JAKARTA – Sebanyak 1.600 kepala keluarga di Majalengka akhirnya mendapat sertifikat tanah resmi setelah bertahun-tahun tinggal di kawasan hutan tanpa kepastian hukum. Pencapaian ini terjadi berkat kerja sama antara pemerintah daerah dan pusat dalam program Reforma Agraria.
Wakil Menteri Agraria dan Tata Ruang Ossy Dermawan menyebut keberhasilan Majalengka sebagai contoh terbaik penyelesaian masalah tanah di daerah.
“Kami melihat adanya success story di daerah, seperti di Majalengka, di mana Plt. Bupati Majalengka saat itu berhasil mendorong pelepasan kawasan hutan seluas 34 hektare yang telah ditempati warga selama bertahun-tahun,” kata Ossy dalam Rapat Dengar Pendapat dengan DPR RI, Senin (15/9).
Pelepasan kawasan hutan seluas 34 hektare ini menjadi kunci utama penyelesaian masalah tanah di Majalengka. Sebelumnya, ribuan keluarga hidup dalam ketidakpastian hukum karena menempati tanah di kawasan hutan.
Ossy menjelaskan bahwa Kementerian ATR/BPN tidak bisa memberikan sertifikat tanah di kawasan hutan sebelum ada pelepasan dari Kementerian Kehutanan.
“Kementerian ATR/BPN tidak bisa melakukan legalisasi hak atas tanah yang berada di kawasan hutan sebelum ada proses pelepasan kawasan dari Kementerian Kehutanan,” tegas Ossy.

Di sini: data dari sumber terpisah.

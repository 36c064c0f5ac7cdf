//! Interactive catalog loop driven by stdin commands.

use std::io::Write as _;

use anyhow::{bail, Context};
use pawmatch_catalog::{CatalogAction, CatalogController, FetchOutcome, MatchOutcome};
use pawmatch_client::CatalogApi;
use pawmatch_core::{navigate, Access, AgeRange, DogId, Session, View};
use tokio::io::{AsyncBufReadExt, BufReader};

use crate::render;

pub(crate) const HELP: &str = "\
commands:
  list              show every breed that can be selected
  breeds [a,b,..]   filter by breeds (no argument clears the filter)
  sort              toggle breed sort direction
  age <min> <max>   filter by age range (0-20)
  zip [code]        filter by 5-digit zip code (no argument clears it)
  next | prev       move between pages
  fav <id>          add or remove a dog from favorites
  reset             clear breed, age and zip filters
  reset-favs        clear favorites
  match             generate a match from favorites
  show              redraw the catalog
  logout            end the session
  help              show this help
  quit              exit";

#[derive(Debug, PartialEq, Eq)]
pub(crate) enum Command {
    Action(CatalogAction),
    ListBreeds,
    Match,
    Show,
    Logout,
    Help,
    Quit,
}

/// Why the loop ended.
#[derive(Debug, Clone, Copy, PartialEq, Eq)]
pub(crate) enum Exit {
    Quit,
    LoggedOut,
    Expired,
}

/// Parses one input line. Blank lines yield `None`.
///
/// # Errors
///
/// Returns an error for unknown commands or malformed arguments.
pub(crate) fn parse_command(line: &str) -> anyhow::Result<Option<Command>> {
    let line = line.trim();
    let (word, rest) = line
        .split_once(char::is_whitespace)
        .map_or((line, ""), |(w, r)| (w, r.trim()));

    let command = match word {
        "" => return Ok(None),
        "breeds" => Command::Action(CatalogAction::SetBreeds(rest.split(',').collect())),
        "list" => Command::ListBreeds,
        "sort" => Command::Action(CatalogAction::ToggleSort),
        "age" => {
            let bounds: Vec<&str> = rest.split_whitespace().collect();
            let [min, max] = bounds.as_slice() else {
                bail!("usage: age <min> <max>");
            };
            let min: u32 = min.parse().with_context(|| format!("invalid minimum age '{min}'"))?;
            let max: u32 = max.parse().with_context(|| format!("invalid maximum age '{max}'"))?;
            Command::Action(CatalogAction::SetAgeRange(AgeRange::new(min, max)?))
        }
        "zip" => Command::Action(CatalogAction::SetZip(rest.to_owned())),
        "next" => Command::Action(CatalogAction::NextPage),
        "prev" => Command::Action(CatalogAction::PrevPage),
        "fav" => {
            if rest.is_empty() {
                bail!("usage: fav <id>");
            }
            Command::Action(CatalogAction::ToggleFavorite(DogId::new(rest)))
        }
        "reset" => Command::Action(CatalogAction::ResetFilters),
        "reset-favs" => Command::Action(CatalogAction::ResetFavorites),
        "match" => Command::Match,
        "show" => Command::Show,
        "logout" => Command::Logout,
        "help" | "?" => Command::Help,
        "quit" | "exit" => Command::Quit,
        other => bail!("unknown command '{other}'; type `help` for a list"),
    };
    Ok(Some(command))
}

/// A logout answered with 401 still lands on login, but the session had
/// already expired rather than ended.
fn logout_exit(session: &Session) -> Exit {
    if session.is_expired() {
        Exit::Expired
    } else {
        Exit::LoggedOut
    }
}

fn print_catalog<A: CatalogApi>(ctrl: &CatalogController<A>, columns: usize) {
    println!("{}", render::catalog(ctrl.state(), columns));
}

fn print_notices<A: CatalogApi>(ctrl: &mut CatalogController<A>) {
    for notice in ctrl.drain_notices() {
        println!("{}", render::notice(&notice));
    }
}

/// Runs the catalog until the user quits, logs out or the session expires.
///
/// # Errors
///
/// Returns an error if stdin or stdout fails.
pub(crate) async fn run<A: CatalogApi>(
    ctrl: &mut CatalogController<A>,
    columns: usize,
) -> anyhow::Result<Exit> {
    let mut session_changes = ctrl.session().subscribe();
    let mut lines = BufReader::new(tokio::io::stdin()).lines();

    ctrl.load_breeds().await;
    ctrl.refresh().await;
    print_notices(ctrl);
    if ctrl.session().is_expired() {
        return Ok(Exit::Expired);
    }
    print_catalog(ctrl, columns);
    println!("\ntype `help` for commands");

    loop {
        print!("> ");
        std::io::stdout().flush()?;

        let line = tokio::select! {
            changed = session_changes.changed() => {
                if changed.is_err() || !ctrl.session().is_authenticated() {
                    return Ok(Exit::Expired);
                }
                continue;
            }
            line = lines.next_line() => line?,
        };
        let Some(line) = line else {
            return Ok(Exit::Quit);
        };

        let command = match parse_command(&line) {
            Ok(Some(command)) => command,
            Ok(None) => continue,
            Err(err) => {
                println!("{err:#}");
                continue;
            }
        };

        match command {
            Command::Action(action) => {
                let outcome = ctrl.dispatch(action).await;
                print_notices(ctrl);
                if matches!(outcome, Some(FetchOutcome::Unauthorized)) {
                    return Ok(Exit::Expired);
                }
                print_catalog(ctrl, columns);
            }
            Command::ListBreeds => {
                let state = ctrl.state();
                println!(
                    "{}",
                    render::breed_list(state.breeds_available(), &state.filters().breeds, columns)
                );
            }
            Command::Match => {
                match navigate(View::Match, ctrl.session(), ctrl.state().favorites()) {
                    Access::Granted(_) => match ctrl.request_match().await {
                        MatchOutcome::Matched(result) => {
                            println!("{}", render::match_view(&result));
                            println!("\n`show` returns to the catalog");
                        }
                        MatchOutcome::BackToCatalog => print_notices(ctrl),
                        MatchOutcome::Login => return Ok(Exit::Expired),
                    },
                    Access::Redirect(View::Login) => return Ok(Exit::Expired),
                    Access::Redirect(_) => {
                        println!("Favorite at least one dog before generating a match.");
                    }
                }
            }
            Command::Show => print_catalog(ctrl, columns),
            Command::Logout => {
                if ctrl.logout().await == View::Login {
                    return Ok(logout_exit(ctrl.session()));
                }
                print_notices(ctrl);
            }
            Command::Help => println!("{HELP}"),
            Command::Quit => return Ok(Exit::Quit),
        }
    }
}
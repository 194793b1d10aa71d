#![allow(dead_code)]

use axum::{
    Json, Router,
    body::Body,
    extract::{Query, State},
    http::{Method, Request, StatusCode},
    routing::get,
};
use chrono::{TimeZone, Utc};
use jamcache_core::{CatalogTrack, ManualClock, SqliteStore, StoredTrack};
use jamcache_web::{jamendo::JamendoClient, state::AppState};
use serde_json::{Value, json};
use std::collections::HashMap;
use std::sync::Arc;
use std::sync::atomic::{AtomicUsize, Ordering};
use tower::ServiceExt;

pub const CACHE_TTL_SECONDS: u64 = 3600;

pub struct TestApp {
    pub router: Router,
    pub store: Arc<SqliteStore>,
    pub clock: ManualClock,
    upstream_hits: Arc<AtomicUsize>,
}

impl TestApp {
    pub fn upstream_hits(&self) -> usize {
        self.upstream_hits.load(Ordering::SeqCst)
    }

    pub async fn get(&self, uri: &str) -> (StatusCode, Value) {
        self.send(Method::GET, uri, None, None).await
    }

    pub async fn get_as(&self, uri: &str, user: &str) -> (StatusCode, Value) {
        self.send(Method::GET, uri, Some(user), None).await
    }

    pub async fn send(
        &self,
        method: Method,
        uri: &str,
        user: Option<&str>,
        body: Option<Value>,
    ) -> (StatusCode, Value) {
        let mut builder = Request::builder().method(method).uri(uri);
        if let Some(user) = user {
            builder = builder.header("x-user-id", user);
        }
        let request = match body {
            Some(body) => builder
                .header("content-type", "application/json")
                .body(Body::from(body.to_string()))
                .unwrap(),
            None => builder.body(Body::empty()).unwrap(),
        };

        let response = self.router.clone().oneshot(request).await.unwrap();
        let status = response.status();
        let bytes = axum::body::to_bytes(response.into_body(), usize::MAX)
            .await
            .unwrap();
        let json = serde_json::from_slice(&bytes).unwrap_or(Value::Null);
        (status, json)
    }
}

/// App wired to a local fake Jamendo. `hot_ttl_seconds` of zero leaves only
/// the persistent cache tier in front of the upstream.
pub async fn test_app(client_id: Option<&str>, hot_ttl_seconds: u64) -> TestApp {
    let (base_url, upstream_hits) = spawn_upstream().await;

    let clock = ManualClock::new(Utc.with_ymd_and_hms(2024, 5, 1, 12, 0, 0).unwrap());
    let store = Arc::new(
        SqliteStore::open_in_memory()
            .unwrap()
            .with_clock(Arc::new(clock.clone())),
    );
    let state = AppState::new(
        store.clone(),
        Arc::new(clock.clone()),
        JamendoClient::new(client_id.map(str::to_string), base_url),
        CACHE_TTL_SECONDS,
        hot_ttl_seconds,
    );
    let origins = vec!["http://localhost:5173".to_string()];

    TestApp {
        router: jamcache_web::router(Arc::new(state), &origins),
        store,
        clock,
        upstream_hits,
    }
}

async fn spawn_upstream() -> (String, Arc<AtomicUsize>) {
    let hits = Arc::new(AtomicUsize::new(0));
    let app = Router::new()
        .route("/tracks/", get(fake_tracks))
        .with_state(hits.clone());

    let listener = tokio::net::TcpListener::bind("127.0.0.1:0").await.unwrap();
    let addr = listener.local_addr().unwrap();
    tokio::spawn(async move {
        axum::serve(listener, app).await.unwrap();
    });

    (format!("http://{addr}"), hits)
}

/// Serves at most three tracks per page. `search=explode` answers the way
/// Jamendo does for a rejected request.
async fn fake_tracks(
    State(hits): State<Arc<AtomicUsize>>,
    Query(params): Query<HashMap<String, String>>,
) -> Json<Value> {
    hits.fetch_add(1, Ordering::SeqCst);

    if params.get("search").map(String::as_str) == Some("explode") {
        return Json(json!({
            "headers": {"status": "failed", "code": 5, "error_message": "Invalid client id"},
            "results": []
        }));
    }

    let limit: u64 = params
        .get("limit")
        .and_then(|l| l.parse().ok())
        .unwrap_or(3)
        .min(3);
    let offset: u64 = params
        .get("offset")
        .and_then(|o| o.parse().ok())
        .unwrap_or(0);
    let results: Vec<Value> = (1..=limit)
        .map(|i| jamendo_track(offset + i, &format!("Track {}", offset + i)))
        .collect();

    Json(json!({
        "headers": {"status": "success", "code": 0, "error_message": "", "results_count": results.len()},
        "results": results
    }))
}

pub fn jamendo_track(id: u64, name: &str) -> Value {
    json!({
        "id": id.to_string(),
        "name": name,
        "duration": 245,
        "artist_id": "7890",
        "artist_name": "Tryad",
        "album_name": "Public Domain",
        "album_id": "1234",
        "position": 1,
        "releasedate": "2008-03-17",
        "album_image": "https://usercontent.jamendo.com/album/1234.jpg",
        "audio": format!("https://prod-1.storage.jamendo.com/?trackid={id}&format=mp31"),
        "audiodownload": format!("https://prod-1.storage.jamendo.com/download/track/{id}/mp32/"),
        "image": "https://usercontent.jamendo.com/track/1.jpg",
        "musicinfo": {
            "tags": {
                "genres": ["electronic", "ambient"],
                "instruments": ["synthesizer"],
                "vartags": ["calm"]
            }
        },
        "stats": {"rate": 4.5, "downloads_total": 1200, "playlisted": 2}
    })
}

pub fn seed_track(store: &SqliteStore, jamendo_id: u64) -> StoredTrack {
    let track = CatalogTrack::from_jamendo(&jamendo_track(jamendo_id, "Beauty Mark")).unwrap();
    store.upsert_track(&track).unwrap()
}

Keberhasilan Majalengka mendorong pemerintah pusat untuk memperkuat peran Gugus Tugas Reforma Agraria (GTRA) di seluruh daerah. GTRA dipimpin langsung oleh kepala daerah, baik bupati maupun gubernur.
“Kami percaya bahwa pengelolaan pertanahan di daerah tidak bisa lepas dari peran aktif kepala daerah,” ujar Ossy.
Ia menekankan pentingnya sinergi antara pemerintah pusat dan daerah dalam mempercepat program Reforma Agraria.